:: About this exercise ::
Wherever the string "filename" turns up in the data, copy the whole line.

Collected data
□ □ □
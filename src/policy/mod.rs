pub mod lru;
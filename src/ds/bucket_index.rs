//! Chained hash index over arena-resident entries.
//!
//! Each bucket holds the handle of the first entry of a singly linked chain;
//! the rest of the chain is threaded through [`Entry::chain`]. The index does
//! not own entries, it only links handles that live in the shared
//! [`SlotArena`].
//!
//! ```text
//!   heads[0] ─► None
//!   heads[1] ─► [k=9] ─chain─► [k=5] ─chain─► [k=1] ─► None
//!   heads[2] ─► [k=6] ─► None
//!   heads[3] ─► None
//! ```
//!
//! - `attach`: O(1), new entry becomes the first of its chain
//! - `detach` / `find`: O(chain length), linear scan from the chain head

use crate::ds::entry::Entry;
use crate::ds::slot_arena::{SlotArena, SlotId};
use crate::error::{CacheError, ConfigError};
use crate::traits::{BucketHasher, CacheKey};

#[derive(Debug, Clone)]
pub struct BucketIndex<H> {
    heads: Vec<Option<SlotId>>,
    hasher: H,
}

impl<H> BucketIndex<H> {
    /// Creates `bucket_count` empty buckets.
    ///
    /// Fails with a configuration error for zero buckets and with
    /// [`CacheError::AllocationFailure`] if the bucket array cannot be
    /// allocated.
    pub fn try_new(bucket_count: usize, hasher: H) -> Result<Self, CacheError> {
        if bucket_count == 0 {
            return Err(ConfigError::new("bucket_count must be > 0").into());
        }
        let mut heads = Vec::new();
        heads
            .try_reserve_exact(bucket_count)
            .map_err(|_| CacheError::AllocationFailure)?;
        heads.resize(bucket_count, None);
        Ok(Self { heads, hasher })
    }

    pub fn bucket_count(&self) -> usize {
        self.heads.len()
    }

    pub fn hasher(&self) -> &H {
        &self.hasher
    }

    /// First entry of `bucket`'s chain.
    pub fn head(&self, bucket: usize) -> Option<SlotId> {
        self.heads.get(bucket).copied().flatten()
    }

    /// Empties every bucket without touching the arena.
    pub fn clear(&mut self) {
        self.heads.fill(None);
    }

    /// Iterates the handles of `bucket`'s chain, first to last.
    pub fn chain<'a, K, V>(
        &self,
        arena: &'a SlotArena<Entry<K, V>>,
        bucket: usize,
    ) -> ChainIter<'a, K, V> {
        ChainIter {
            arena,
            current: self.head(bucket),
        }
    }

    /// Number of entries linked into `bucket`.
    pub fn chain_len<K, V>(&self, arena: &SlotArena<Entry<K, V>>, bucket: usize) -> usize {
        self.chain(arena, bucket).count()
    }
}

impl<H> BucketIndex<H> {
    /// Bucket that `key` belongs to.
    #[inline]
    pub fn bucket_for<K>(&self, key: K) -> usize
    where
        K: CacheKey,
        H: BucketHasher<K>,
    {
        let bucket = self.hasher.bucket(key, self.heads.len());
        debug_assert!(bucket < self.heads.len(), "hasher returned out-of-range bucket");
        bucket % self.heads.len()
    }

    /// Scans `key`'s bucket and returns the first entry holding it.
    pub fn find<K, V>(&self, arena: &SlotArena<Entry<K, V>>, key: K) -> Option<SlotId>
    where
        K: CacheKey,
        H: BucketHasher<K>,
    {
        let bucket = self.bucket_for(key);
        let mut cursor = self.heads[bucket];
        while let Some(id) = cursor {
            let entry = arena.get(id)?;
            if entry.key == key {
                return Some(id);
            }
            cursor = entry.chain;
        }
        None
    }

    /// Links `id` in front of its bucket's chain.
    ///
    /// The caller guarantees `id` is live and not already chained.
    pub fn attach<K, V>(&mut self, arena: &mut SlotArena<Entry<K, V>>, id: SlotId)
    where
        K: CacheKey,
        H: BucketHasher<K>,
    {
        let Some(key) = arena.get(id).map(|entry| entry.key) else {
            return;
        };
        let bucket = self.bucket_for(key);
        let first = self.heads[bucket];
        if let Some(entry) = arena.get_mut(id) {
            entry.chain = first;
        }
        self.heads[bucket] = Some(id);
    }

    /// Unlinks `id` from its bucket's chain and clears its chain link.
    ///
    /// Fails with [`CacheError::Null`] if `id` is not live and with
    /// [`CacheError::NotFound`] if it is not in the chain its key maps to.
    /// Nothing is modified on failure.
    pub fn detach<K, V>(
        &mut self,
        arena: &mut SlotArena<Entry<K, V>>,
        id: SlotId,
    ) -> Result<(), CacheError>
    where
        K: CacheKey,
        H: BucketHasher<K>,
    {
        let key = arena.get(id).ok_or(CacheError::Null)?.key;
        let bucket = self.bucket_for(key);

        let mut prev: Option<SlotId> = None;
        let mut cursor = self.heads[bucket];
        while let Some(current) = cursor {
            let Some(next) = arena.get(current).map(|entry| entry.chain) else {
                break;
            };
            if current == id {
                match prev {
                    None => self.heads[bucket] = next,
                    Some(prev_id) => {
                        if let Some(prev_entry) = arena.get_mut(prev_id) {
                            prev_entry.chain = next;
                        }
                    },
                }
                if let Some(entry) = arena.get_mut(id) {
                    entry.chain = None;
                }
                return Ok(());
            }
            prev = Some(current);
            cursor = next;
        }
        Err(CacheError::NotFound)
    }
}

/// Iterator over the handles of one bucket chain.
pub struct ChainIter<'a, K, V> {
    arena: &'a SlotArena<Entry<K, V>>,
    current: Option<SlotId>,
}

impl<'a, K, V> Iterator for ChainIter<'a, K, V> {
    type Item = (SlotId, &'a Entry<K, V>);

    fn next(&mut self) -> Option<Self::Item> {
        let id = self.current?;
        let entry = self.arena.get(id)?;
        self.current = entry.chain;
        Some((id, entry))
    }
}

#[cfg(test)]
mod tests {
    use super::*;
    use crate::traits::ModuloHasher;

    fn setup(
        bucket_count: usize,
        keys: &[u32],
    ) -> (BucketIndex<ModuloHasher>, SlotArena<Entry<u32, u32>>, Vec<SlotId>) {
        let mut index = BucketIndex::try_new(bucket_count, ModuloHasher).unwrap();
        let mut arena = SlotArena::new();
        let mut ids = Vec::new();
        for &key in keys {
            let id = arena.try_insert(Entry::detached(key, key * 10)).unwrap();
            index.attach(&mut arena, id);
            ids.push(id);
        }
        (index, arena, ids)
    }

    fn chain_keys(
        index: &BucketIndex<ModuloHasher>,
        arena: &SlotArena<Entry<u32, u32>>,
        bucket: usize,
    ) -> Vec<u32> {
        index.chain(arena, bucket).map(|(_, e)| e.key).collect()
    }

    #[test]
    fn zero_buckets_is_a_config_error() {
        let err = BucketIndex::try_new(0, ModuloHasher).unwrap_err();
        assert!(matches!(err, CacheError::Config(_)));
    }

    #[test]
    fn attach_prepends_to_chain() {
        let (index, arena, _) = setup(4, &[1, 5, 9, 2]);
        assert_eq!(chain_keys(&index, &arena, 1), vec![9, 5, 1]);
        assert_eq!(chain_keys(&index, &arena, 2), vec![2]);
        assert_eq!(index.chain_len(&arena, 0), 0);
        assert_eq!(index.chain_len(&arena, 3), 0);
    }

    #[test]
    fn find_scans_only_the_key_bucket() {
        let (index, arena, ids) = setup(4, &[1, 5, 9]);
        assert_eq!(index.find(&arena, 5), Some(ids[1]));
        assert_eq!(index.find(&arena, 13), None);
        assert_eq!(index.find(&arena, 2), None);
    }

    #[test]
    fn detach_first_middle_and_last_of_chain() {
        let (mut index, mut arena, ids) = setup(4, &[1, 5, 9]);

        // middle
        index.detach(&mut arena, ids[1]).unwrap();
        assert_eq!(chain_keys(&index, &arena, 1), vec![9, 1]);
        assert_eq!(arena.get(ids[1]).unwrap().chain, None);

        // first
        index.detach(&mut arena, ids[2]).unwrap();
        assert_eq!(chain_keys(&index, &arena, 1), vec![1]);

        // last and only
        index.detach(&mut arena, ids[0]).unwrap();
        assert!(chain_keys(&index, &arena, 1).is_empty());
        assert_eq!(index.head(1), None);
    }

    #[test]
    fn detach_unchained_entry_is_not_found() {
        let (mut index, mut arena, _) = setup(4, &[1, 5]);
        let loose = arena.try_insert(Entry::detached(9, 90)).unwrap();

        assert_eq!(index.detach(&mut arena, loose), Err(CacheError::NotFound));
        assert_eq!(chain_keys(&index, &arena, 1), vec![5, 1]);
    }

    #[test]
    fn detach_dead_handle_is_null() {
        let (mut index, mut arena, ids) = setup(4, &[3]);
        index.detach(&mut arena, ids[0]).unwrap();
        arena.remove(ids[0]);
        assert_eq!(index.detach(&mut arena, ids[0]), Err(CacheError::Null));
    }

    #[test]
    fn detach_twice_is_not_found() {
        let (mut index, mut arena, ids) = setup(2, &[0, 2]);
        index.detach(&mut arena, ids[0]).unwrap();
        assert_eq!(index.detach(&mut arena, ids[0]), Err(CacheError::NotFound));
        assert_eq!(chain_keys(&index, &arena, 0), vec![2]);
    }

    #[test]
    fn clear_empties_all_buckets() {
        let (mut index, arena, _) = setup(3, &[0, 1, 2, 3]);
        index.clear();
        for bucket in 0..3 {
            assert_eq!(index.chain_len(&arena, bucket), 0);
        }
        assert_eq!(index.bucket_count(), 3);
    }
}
□ □ □
:: Solution to this task ::
filename src/policy/mod.rs
filename src/ds/bucket_index.rs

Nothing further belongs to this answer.